(Information supplied begins)

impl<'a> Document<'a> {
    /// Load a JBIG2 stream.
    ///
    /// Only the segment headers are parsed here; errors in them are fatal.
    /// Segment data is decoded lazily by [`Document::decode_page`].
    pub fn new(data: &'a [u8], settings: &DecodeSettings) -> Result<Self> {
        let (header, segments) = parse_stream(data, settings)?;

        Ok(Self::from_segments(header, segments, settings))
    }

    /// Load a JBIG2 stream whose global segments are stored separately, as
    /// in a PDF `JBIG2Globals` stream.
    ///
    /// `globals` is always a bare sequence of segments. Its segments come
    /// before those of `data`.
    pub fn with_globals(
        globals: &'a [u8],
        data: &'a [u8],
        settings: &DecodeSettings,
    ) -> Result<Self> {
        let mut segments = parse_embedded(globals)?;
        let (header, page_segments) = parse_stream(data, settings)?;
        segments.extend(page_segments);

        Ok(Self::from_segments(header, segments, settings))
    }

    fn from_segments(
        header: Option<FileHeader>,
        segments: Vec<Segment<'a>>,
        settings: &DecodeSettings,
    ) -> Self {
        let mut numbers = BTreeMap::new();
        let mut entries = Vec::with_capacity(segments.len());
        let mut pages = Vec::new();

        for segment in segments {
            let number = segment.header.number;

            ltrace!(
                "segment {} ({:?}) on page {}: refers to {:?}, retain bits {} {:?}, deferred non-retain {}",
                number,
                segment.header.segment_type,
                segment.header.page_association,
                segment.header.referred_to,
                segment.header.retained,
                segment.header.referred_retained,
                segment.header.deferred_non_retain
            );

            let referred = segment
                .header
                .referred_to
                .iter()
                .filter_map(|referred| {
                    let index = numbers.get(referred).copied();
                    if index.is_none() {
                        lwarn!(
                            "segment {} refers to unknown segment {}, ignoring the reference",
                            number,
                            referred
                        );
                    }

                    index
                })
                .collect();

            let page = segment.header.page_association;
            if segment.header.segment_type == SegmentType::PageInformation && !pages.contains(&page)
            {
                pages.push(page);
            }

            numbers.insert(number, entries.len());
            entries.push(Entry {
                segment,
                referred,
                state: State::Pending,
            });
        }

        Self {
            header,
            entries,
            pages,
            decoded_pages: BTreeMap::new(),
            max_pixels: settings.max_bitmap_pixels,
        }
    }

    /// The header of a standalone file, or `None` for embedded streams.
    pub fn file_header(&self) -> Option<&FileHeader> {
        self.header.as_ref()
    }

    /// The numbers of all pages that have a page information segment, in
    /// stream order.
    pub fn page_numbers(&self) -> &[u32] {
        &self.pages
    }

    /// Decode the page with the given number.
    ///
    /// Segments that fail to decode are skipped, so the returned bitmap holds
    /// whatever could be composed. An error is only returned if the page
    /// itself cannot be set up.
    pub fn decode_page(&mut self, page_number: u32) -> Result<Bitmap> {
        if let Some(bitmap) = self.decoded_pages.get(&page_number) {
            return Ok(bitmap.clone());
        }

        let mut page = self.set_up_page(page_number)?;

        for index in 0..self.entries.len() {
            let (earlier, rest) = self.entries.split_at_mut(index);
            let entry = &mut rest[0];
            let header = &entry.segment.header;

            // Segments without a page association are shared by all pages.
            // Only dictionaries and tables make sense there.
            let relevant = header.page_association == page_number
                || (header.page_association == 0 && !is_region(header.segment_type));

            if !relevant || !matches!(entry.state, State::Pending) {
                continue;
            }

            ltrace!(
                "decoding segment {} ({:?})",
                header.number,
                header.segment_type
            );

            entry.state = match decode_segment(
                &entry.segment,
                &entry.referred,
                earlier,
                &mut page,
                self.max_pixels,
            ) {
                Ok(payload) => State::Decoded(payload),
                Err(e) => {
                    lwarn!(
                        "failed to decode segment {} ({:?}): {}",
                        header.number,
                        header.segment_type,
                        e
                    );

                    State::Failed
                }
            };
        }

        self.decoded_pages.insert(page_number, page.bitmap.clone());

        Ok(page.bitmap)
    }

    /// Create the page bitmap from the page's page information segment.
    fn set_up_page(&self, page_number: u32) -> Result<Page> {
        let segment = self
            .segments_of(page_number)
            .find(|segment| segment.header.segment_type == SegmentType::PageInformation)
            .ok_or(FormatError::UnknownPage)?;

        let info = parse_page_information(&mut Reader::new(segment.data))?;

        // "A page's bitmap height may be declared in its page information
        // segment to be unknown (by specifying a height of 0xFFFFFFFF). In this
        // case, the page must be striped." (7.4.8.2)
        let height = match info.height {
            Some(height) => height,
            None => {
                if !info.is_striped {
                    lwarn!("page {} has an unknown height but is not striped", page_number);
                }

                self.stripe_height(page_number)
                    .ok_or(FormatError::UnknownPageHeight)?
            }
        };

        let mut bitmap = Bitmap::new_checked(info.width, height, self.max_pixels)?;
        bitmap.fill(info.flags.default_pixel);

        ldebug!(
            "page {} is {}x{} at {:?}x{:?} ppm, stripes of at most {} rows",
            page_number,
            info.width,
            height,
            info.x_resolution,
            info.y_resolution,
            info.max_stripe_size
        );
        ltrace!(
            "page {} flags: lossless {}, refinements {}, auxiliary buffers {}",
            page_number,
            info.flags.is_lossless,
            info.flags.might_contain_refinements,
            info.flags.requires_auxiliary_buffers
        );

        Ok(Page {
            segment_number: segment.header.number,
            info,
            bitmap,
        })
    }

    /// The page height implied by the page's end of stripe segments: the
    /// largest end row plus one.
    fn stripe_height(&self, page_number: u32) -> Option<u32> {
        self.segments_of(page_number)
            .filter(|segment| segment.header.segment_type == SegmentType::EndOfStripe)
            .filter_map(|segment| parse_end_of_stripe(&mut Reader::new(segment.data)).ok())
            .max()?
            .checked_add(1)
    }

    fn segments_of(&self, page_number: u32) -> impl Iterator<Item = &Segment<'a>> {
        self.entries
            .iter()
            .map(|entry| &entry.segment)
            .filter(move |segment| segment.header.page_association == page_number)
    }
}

(Information supplied ends)

§ **Task requirements**: Find the lines in the entries above where "earlier" occurs, and copy each of them.

§ **Task solution**:
            let (earlier, rest) = self.entries.split_at_mut(index);
                earlier,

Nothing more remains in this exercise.